Stored data entries
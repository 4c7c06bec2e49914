//! Geofence containment against a GeoJSON polygon boundary.

use std::fs::File;
use std::io::BufReader;
use std::path::Path;

use serde_json::Value;
use thiserror::Error;

/// Denominator guard for horizontal edges; also what resolves a point that
/// sits exactly on an edge.
const EDGE_EPSILON: f64 = 1e-12;

#[derive(Debug, Error)]
pub enum GeofenceError {
    #[error("failed to open geofence file {path}: {source}")]
    Io {
        path: String,
        #[source]
        source: std::io::Error,
    },

    #[error("failed to parse geofence file {path}: {source}")]
    Json {
        path: String,
        #[source]
        source: serde_json::Error,
    },

    #[error("geofence file {path} has no polygon ring at features[0].geometry.coordinates[0]")]
    MissingRing { path: String },
}

/// A closed ring of (lon, lat) vertices checked by ray casting.
#[derive(Clone, Debug)]
pub struct Geofence {
    ring: Vec<(f64, f64)>,
}

impl Geofence {
    /// Builds a fence from (lon, lat) vertices. The ring closes itself; a
    /// trailing duplicate of the first vertex is harmless.
    pub fn new(ring: Vec<(f64, f64)>) -> Self {
        Self { ring }
    }

    /// Loads the first ring of the first feature of a GeoJSON file, the
    /// layout the boundary files in this system use.
    pub fn from_geojson_file<P: AsRef<Path>>(path: P) -> Result<Self, GeofenceError> {
        let display = path.as_ref().display().to_string();
        let file = File::open(path.as_ref()).map_err(|source| GeofenceError::Io {
            path: display.clone(),
            source,
        })?;
        let json: Value =
            serde_json::from_reader(BufReader::new(file)).map_err(|source| GeofenceError::Json {
                path: display.clone(),
                source,
            })?;

        let ring = json
            .pointer("/features/0/geometry/coordinates/0")
            .and_then(Value::as_array)
            .map(|vertices| {
                vertices
                    .iter()
                    .filter_map(|v| {
                        let lon = v.get(0)?.as_f64()?;
                        let lat = v.get(1)?.as_f64()?;
                        Some((lon, lat))
                    })
                    .collect::<Vec<_>>()
            })
            .filter(|ring: &Vec<(f64, f64)>| ring.len() >= 3)
            .ok_or(GeofenceError::MissingRing { path: display })?;

        Ok(Self::new(ring))
    }

    pub fn vertex_count(&self) -> usize {
        self.ring.len()
    }

    /// Ray-casting containment test. Casts a ray toward increasing
    /// longitude and counts edge crossings.
    pub fn contains(&self, lat: f64, lon: f64) -> bool {
        let (x, y) = (lon, lat);
        let mut inside = false;
        let n = self.ring.len();
        for i in 0..n {
            let (lon1, lat1) = self.ring[i];
            let (lon2, lat2) = self.ring[(i + 1) % n];
            if (lat1 > y) != (lat2 > y) {
                let x_intersect = (lon2 - lon1) * (y - lat1) / (lat2 - lat1 + EDGE_EPSILON) + lon1;
                if x < x_intersect {
                    inside = !inside;
                }
            }
        }
        inside
    }

    /// Breach means the fused position left the authorized boundary.
    pub fn is_breach(&self, lat: f64, lon: f64) -> bool {
        !self.contains(lat, lon)
    }
}
use std::path::PathBuf;

use anyhow::{Context, Result};
use chrono::Utc;
use clap::{Parser, ValueEnum};
use log::{info, warn};

use track_sentry_rs::alert::build_report;
use track_sentry_rs::anomaly::{AnomalyDetector, IsolationForest};
use track_sentry_rs::filters::{DtPolicy, FilterConfig};
use track_sentry_rs::fusion::run_fusion;
use track_sentry_rs::geofence::Geofence;
use track_sentry_rs::ingest::{read_inertial, read_position};

#[derive(Parser, Debug)]
#[command(name = "track_sentry")]
#[command(about = "Fuse GPS/IMU logs and evaluate geofence + anomaly alerts")]
#[command(version)]
struct Args {
    /// Inertial log CSV (optionally .gz)
    #[arg(long)]
    accel: PathBuf,

    /// GPS fix log CSV (optionally .gz)
    #[arg(long)]
    gps: PathBuf,

    /// GeoJSON geofence boundary; with --model, enables the alert pass
    #[arg(long)]
    geofence: Option<PathBuf>,

    /// Trained anomaly model JSON; with --geofence, enables the alert pass
    #[arg(long)]
    model: Option<PathBuf>,

    /// Fused trajectory output CSV
    #[arg(long, default_value = "ekf_output.csv")]
    output: PathBuf,

    /// Final alert report output CSV
    #[arg(long, default_value = "final_alert_output.csv")]
    report: PathBuf,

    /// Filter tuning preset
    #[arg(long, value_enum, default_value = "gps-trusting")]
    preset: Preset,

    /// Override the acceleration clamp bound (m/s^2)
    #[arg(long)]
    accel_clamp: Option<f64>,

    /// Override dt with a fixed nominal sampling interval (seconds)
    #[arg(long)]
    nominal_dt: Option<f64>,
}

#[derive(Copy, Clone, Debug, ValueEnum)]
enum Preset {
    /// Trust GPS fixes heavily, fixed 1 Hz dt
    GpsTrusting,
    /// Balance both sources, measured dt
    Balanced,
}

fn filter_config(args: &Args) -> FilterConfig {
    let mut config = match args.preset {
        Preset::GpsTrusting => FilterConfig::gps_trusting(),
        Preset::Balanced => FilterConfig::balanced(),
    };
    if let Some(bound) = args.accel_clamp {
        config.accel_clamp = bound;
    }
    if let Some(dt) = args.nominal_dt {
        config.dt_policy = DtPolicy::Fixed(dt);
        config.scale_q_by_dt = false;
    }
    config
}

fn main() -> Result<()> {
    env_logger::init();
    let args = Args::parse();

    let inertial = read_inertial(&args.accel)
        .with_context(|| format!("reading inertial log {}", args.accel.display()))?;
    let position = read_position(&args.gps)
        .with_context(|| format!("reading GPS log {}", args.gps.display()))?;
    info!(
        "loaded {} inertial samples, {} GPS fixes",
        inertial.len(),
        position.len()
    );

    let config = filter_config(&args);
    let fusion = run_fusion(inertial, position, &config)?;

    let mut writer = csv::Writer::from_path(&args.output)
        .with_context(|| format!("creating {}", args.output.display()))?;
    for record in &fusion.records {
        writer.serialize(record)?;
    }
    writer.flush()?;
    info!(
        "wrote {} fused records to {}",
        fusion.records.len(),
        args.output.display()
    );

    match (&args.geofence, &args.model) {
        (Some(fence_path), Some(model_path)) => {
            let fence = Geofence::from_geojson_file(fence_path)
                .with_context(|| format!("loading geofence {}", fence_path.display()))?;
            let model = IsolationForest::load(model_path)
                .with_context(|| format!("loading anomaly model {}", model_path.display()))?;
            let mut detector = AnomalyDetector::new(model);

            let report = build_report(&fusion.records, &fence, &mut detector);
            let breaches = report.iter().filter(|r| !r.inside_geofence).count();
            let anomalies = report.iter().filter(|r| r.anomaly).count();

            let mut writer = csv::Writer::from_path(&args.report)
                .with_context(|| format!("creating {}", args.report.display()))?;
            for row in &report {
                writer.serialize(row)?;
            }
            writer.flush()?;
            info!(
                "wrote report to {} ({} rows, {} breaches, {} anomalies)",
                args.report.display(),
                report.len(),
                breaches,
                anomalies
            );
        }
        (None, None) => {
            info!("no geofence/model supplied; stopping after fusion");
        }
        _ => {
            warn!("the alert pass needs both --geofence and --model; skipping it");
        }
    }

    info!(
        "run finished at {} (max innovation {:.2} m)",
        Utc::now().to_rfc3339(),
        fusion.summary.max_innovation_norm
    );
    Ok(())
}
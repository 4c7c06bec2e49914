//! CSV sensor-log ingestion.
//!
//! Field logs arrive with vendor-flavored headers ("Time (s)",
//! "Acceleration x (m/s^2)", sometimes the Unicode superscript spelling) and
//! occasionally latin-1 bytes. Headers are trimmed, lowercased, and resolved
//! against a static alias table once per file, before any estimation starts.
//! Files ending in `.gz` are decompressed transparently.

use std::fs::File;
use std::io::{BufReader, Read};
use std::path::Path;

use csv::{ByteRecord, ReaderBuilder, Trim};
use flate2::read::GzDecoder;
use thiserror::Error;

use crate::types::{InertialSample, PositionSample};

#[derive(Debug, Error)]
pub enum IngestError {
    #[error("failed to open {path}: {source}")]
    Io {
        path: String,
        #[source]
        source: std::io::Error,
    },

    #[error("failed to parse {path}: {source}")]
    Csv {
        path: String,
        #[source]
        source: csv::Error,
    },

    #[error("{path} is missing required columns after normalization: {missing:?}")]
    MissingColumns { path: String, missing: Vec<String> },

    #[error("{path}: row {row}: bad numeric value in column '{column}'")]
    InvalidValue {
        path: String,
        row: usize,
        column: String,
    },
}

const TIME_ALIASES: &[&str] = &["time", "time (s)", "timestamp"];
const AX_ALIASES: &[&str] = &["ax", "acceleration x (m/s^2)", "acceleration x (m/s²)"];
const AY_ALIASES: &[&str] = &["ay", "acceleration y (m/s^2)", "acceleration y (m/s²)"];
const AZ_ALIASES: &[&str] = &["az", "acceleration z (m/s^2)", "acceleration z (m/s²)"];
const LAT_ALIASES: &[&str] = &["lat", "latitude (deg)", "latitude"];
const LON_ALIASES: &[&str] = &["lon", "longitude (deg)", "longitude"];

/// Loads the inertial log: time plus three acceleration axes.
pub fn read_inertial<P: AsRef<Path>>(path: P) -> Result<Vec<InertialSample>, IngestError> {
    let columns = [
        ("time", TIME_ALIASES),
        ("ax", AX_ALIASES),
        ("ay", AY_ALIASES),
        ("az", AZ_ALIASES),
    ];
    read_rows(path.as_ref(), &columns, |v| InertialSample {
        timestamp: v[0],
        ax: v[1],
        ay: v[2],
        az: v[3],
    })
}

/// Loads the positional log: time, latitude, longitude.
pub fn read_position<P: AsRef<Path>>(path: P) -> Result<Vec<PositionSample>, IngestError> {
    let columns = [
        ("time", TIME_ALIASES),
        ("lat", LAT_ALIASES),
        ("lon", LON_ALIASES),
    ];
    read_rows(path.as_ref(), &columns, |v| PositionSample {
        timestamp: v[0],
        lat: v[1],
        lon: v[2],
    })
}

fn open_reader(path: &Path) -> Result<Box<dyn Read>, std::io::Error> {
    let file = File::open(path)?;
    if path.extension().map(|e| e == "gz").unwrap_or(false) {
        Ok(Box::new(BufReader::new(GzDecoder::new(file))))
    } else {
        Ok(Box::new(BufReader::new(file)))
    }
}

fn normalize_header(raw: &[u8]) -> String {
    String::from_utf8_lossy(raw).trim().to_lowercase()
}

fn resolve(headers: &[String], aliases: &[&str]) -> Option<usize> {
    headers
        .iter()
        .position(|h| aliases.iter().any(|a| h == a))
}

fn read_rows<T, const N: usize>(
    path: &Path,
    columns: &[(&str, &[&str]); N],
    build: impl Fn([f64; N]) -> T,
) -> Result<Vec<T>, IngestError> {
    let display = path.display().to_string();
    let reader = open_reader(path).map_err(|source| IngestError::Io {
        path: display.clone(),
        source,
    })?;
    let mut csv_reader = ReaderBuilder::new().trim(Trim::All).from_reader(reader);

    let headers: Vec<String> = csv_reader
        .byte_headers()
        .map_err(|source| IngestError::Csv {
            path: display.clone(),
            source,
        })?
        .iter()
        .map(normalize_header)
        .collect();

    let mut indices = [0usize; N];
    let mut missing = Vec::new();
    for (slot, (name, aliases)) in indices.iter_mut().zip(columns.iter()) {
        match resolve(&headers, aliases) {
            Some(idx) => *slot = idx,
            None => missing.push(name.to_string()),
        }
    }
    if !missing.is_empty() {
        return Err(IngestError::MissingColumns {
            path: display,
            missing,
        });
    }

    let mut out = Vec::new();
    let mut record = ByteRecord::new();
    let mut row = 1usize;
    loop {
        let more = csv_reader
            .read_byte_record(&mut record)
            .map_err(|source| IngestError::Csv {
                path: display.clone(),
                source,
            })?;
        if !more {
            break;
        }
        row += 1;
        let mut values = [0.0f64; N];
        for ((slot, &idx), (name, _)) in values.iter_mut().zip(indices.iter()).zip(columns.iter()) {
            let field = record.get(idx).unwrap_or(b"");
            *slot = String::from_utf8_lossy(field)
                .trim()
                .parse()
                .map_err(|_| IngestError::InvalidValue {
                    path: display.clone(),
                    row,
                    column: name.to_string(),
                })?;
        }
        out.push(build(values));
    }
    Ok(out)
}
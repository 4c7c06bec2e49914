//! Fusion driver: anchors the local frame at the first GPS fix, aligns the
//! two streams, and runs one predict+correct cycle per aligned observation.
//!
//! Everything here is pure batch computation over already-loaded samples, so
//! it can be unit-tested with synthetic data and replayed over recorded logs
//! without touching the ingestion layer.

use log::{debug, info};
use thiserror::Error;

use crate::align::StreamAligner;
use crate::filters::{DtPolicy, FilterConfig, FilterError, PlanarKalman};
use crate::projection::LocalFrame;
use crate::types::{FusedRecord, InertialSample, PositionSample};

/// Shortest interval the measured-dt policy will accept; duplicate
/// timestamps collapse to this instead of a zero-length step.
const MIN_MEASURED_DT: f64 = 1e-3;

#[derive(Debug, Error)]
pub enum FusionError {
    #[error("state estimation failed: {0}")]
    Filter(#[from] FilterError),
}

/// Per-run bookkeeping reported alongside the fused trajectory.
#[derive(Clone, Copy, Debug, Default)]
pub struct FusionSummary {
    pub observations: u64,
    pub max_innovation_norm: f64,
    pub anchor: Option<(f64, f64)>,
}

pub struct FusionOutput {
    pub records: Vec<FusedRecord>,
    pub summary: FusionSummary,
}

/// Runs the full fusion pass. Empty inputs produce an empty trajectory, not
/// an error; an unrecoverable numerical condition inside the filter aborts
/// the run.
pub fn run_fusion(
    inertial: Vec<InertialSample>,
    position: Vec<PositionSample>,
    config: &FilterConfig,
) -> Result<FusionOutput, FusionError> {
    let aligner = StreamAligner::new(inertial, position);
    if aligner.is_empty() {
        info!("nothing to fuse: one of the input streams is empty");
        return Ok(FusionOutput {
            records: Vec::new(),
            summary: FusionSummary::default(),
        });
    }

    let anchor = aligner
        .first_fix()
        .expect("non-empty aligner has a first fix");
    let frame = LocalFrame::new(anchor.lat, anchor.lon);
    let mut filter = PlanarKalman::new(config.clone());
    let mut summary = FusionSummary {
        anchor: Some(frame.anchor()),
        ..FusionSummary::default()
    };

    let mut records = Vec::with_capacity(aligner.len());
    let mut last_ts: Option<f64> = None;

    for obs in aligner.iter() {
        let dt = match config.dt_policy {
            DtPolicy::Fixed(nominal) => nominal,
            DtPolicy::Measured { fallback } => last_ts
                .map(|prev| (obs.timestamp - prev).max(MIN_MEASURED_DT))
                .unwrap_or(fallback),
        };

        filter.predict(obs.ax, obs.ay, dt);
        let (gx, gy) = frame.to_local(obs.lat, obs.lon);
        let innovation_norm = filter.correct(gx, gy)?;
        if innovation_norm > summary.max_innovation_norm {
            summary.max_innovation_norm = innovation_norm;
        }

        let (x, y) = filter.position();
        let (fused_lat, fused_lon) = frame.to_geodetic(x, y);
        records.push(FusedRecord {
            time: obs.timestamp,
            fused_lat,
            fused_lon,
            speed: filter.speed(),
            ax: obs.ax,
            ay: obs.ay,
            az: obs.az,
        });

        summary.observations += 1;
        last_ts = Some(obs.timestamp);
    }

    let (predicts, corrects) = filter.cycles();
    debug!(
        "fusion pass done: {} observations, {} predicts, {} corrects",
        summary.observations, predicts, corrects
    );
    info!(
        "fused {} samples (anchor {:.6}, {:.6}; max innovation {:.2} m)",
        summary.observations, anchor.lat, anchor.lon, summary.max_innovation_norm
    );

    Ok(FusionOutput { records, summary })
}
use serde::{Deserialize, Serialize};

/// One accelerometer reading from the inertial log.
#[derive(Clone, Copy, Debug, Serialize, Deserialize)]
pub struct InertialSample {
    pub timestamp: f64,
    pub ax: f64,
    pub ay: f64,
    pub az: f64,
}

/// One GPS fix from the positional log.
#[derive(Clone, Copy, Debug, Serialize, Deserialize)]
pub struct PositionSample {
    pub timestamp: f64,
    pub lat: f64,
    pub lon: f64,
}

/// An inertial sample paired with its time-nearest GPS fix.
///
/// Produced by the stream aligner, one per inertial sample. The positional
/// partner may be reused across several observations when the fix rate is
/// lower than the inertial rate.
#[derive(Clone, Copy, Debug, PartialEq)]
pub struct AlignedObservation {
    pub timestamp: f64,
    pub ax: f64,
    pub ay: f64,
    pub az: f64,
    pub lat: f64,
    pub lon: f64,
}

/// Per-step fusion output. Acceleration is the raw (unclamped) reading,
/// passed through for downstream feature extraction.
#[derive(Clone, Copy, Debug, Serialize, Deserialize)]
pub struct FusedRecord {
    pub time: f64,
    pub fused_lat: f64,
    pub fused_lon: f64,
    pub speed: f64,
    pub ax: f64,
    pub ay: f64,
    pub az: f64,
}
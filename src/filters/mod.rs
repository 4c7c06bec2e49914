pub mod kalman;

pub use kalman::{DtPolicy, FilterConfig, FilterError, PlanarKalman};
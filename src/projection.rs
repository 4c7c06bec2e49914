//! Geodetic <-> local planar conversion anchored at the first GPS fix of a run.

/// Mean Earth radius in meters.
pub const EARTH_RADIUS: f64 = 6_371_000.0;

/// East/north planar frame fixed at a geodetic anchor.
///
/// Equirectangular small-angle approximation, accurate over the few
/// kilometers a single run covers. Near the poles `cos(lat0)` approaches
/// zero and the east axis degenerates; polar anchors are a known limitation
/// and are not handled.
#[derive(Clone, Copy, Debug)]
pub struct LocalFrame {
    lat0: f64,
    lon0: f64,
}

impl LocalFrame {
    pub fn new(lat0: f64, lon0: f64) -> Self {
        Self { lat0, lon0 }
    }

    pub fn anchor(&self) -> (f64, f64) {
        (self.lat0, self.lon0)
    }

    /// Geodetic degrees to local meters (east, north).
    pub fn to_local(&self, lat: f64, lon: f64) -> (f64, f64) {
        let x = (lon - self.lon0).to_radians() * EARTH_RADIUS * self.lat0.to_radians().cos();
        let y = (lat - self.lat0).to_radians() * EARTH_RADIUS;
        (x, y)
    }

    /// Local meters back to geodetic degrees. Exact inverse of `to_local`.
    pub fn to_geodetic(&self, x: f64, y: f64) -> (f64, f64) {
        let lat = (y / EARTH_RADIUS).to_degrees() + self.lat0;
        let lon = (x / (EARTH_RADIUS * self.lat0.to_radians().cos())).to_degrees() + self.lon0;
        (lat, lon)
    }
}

**Work instructions**
Every line that holds the word "casting" should be copied from the records above.

**Response to this exercise**
/// A closed ring of (lon, lat) vertices checked by ray casting.
    /// Ray-casting containment test. Casts a ray toward increasing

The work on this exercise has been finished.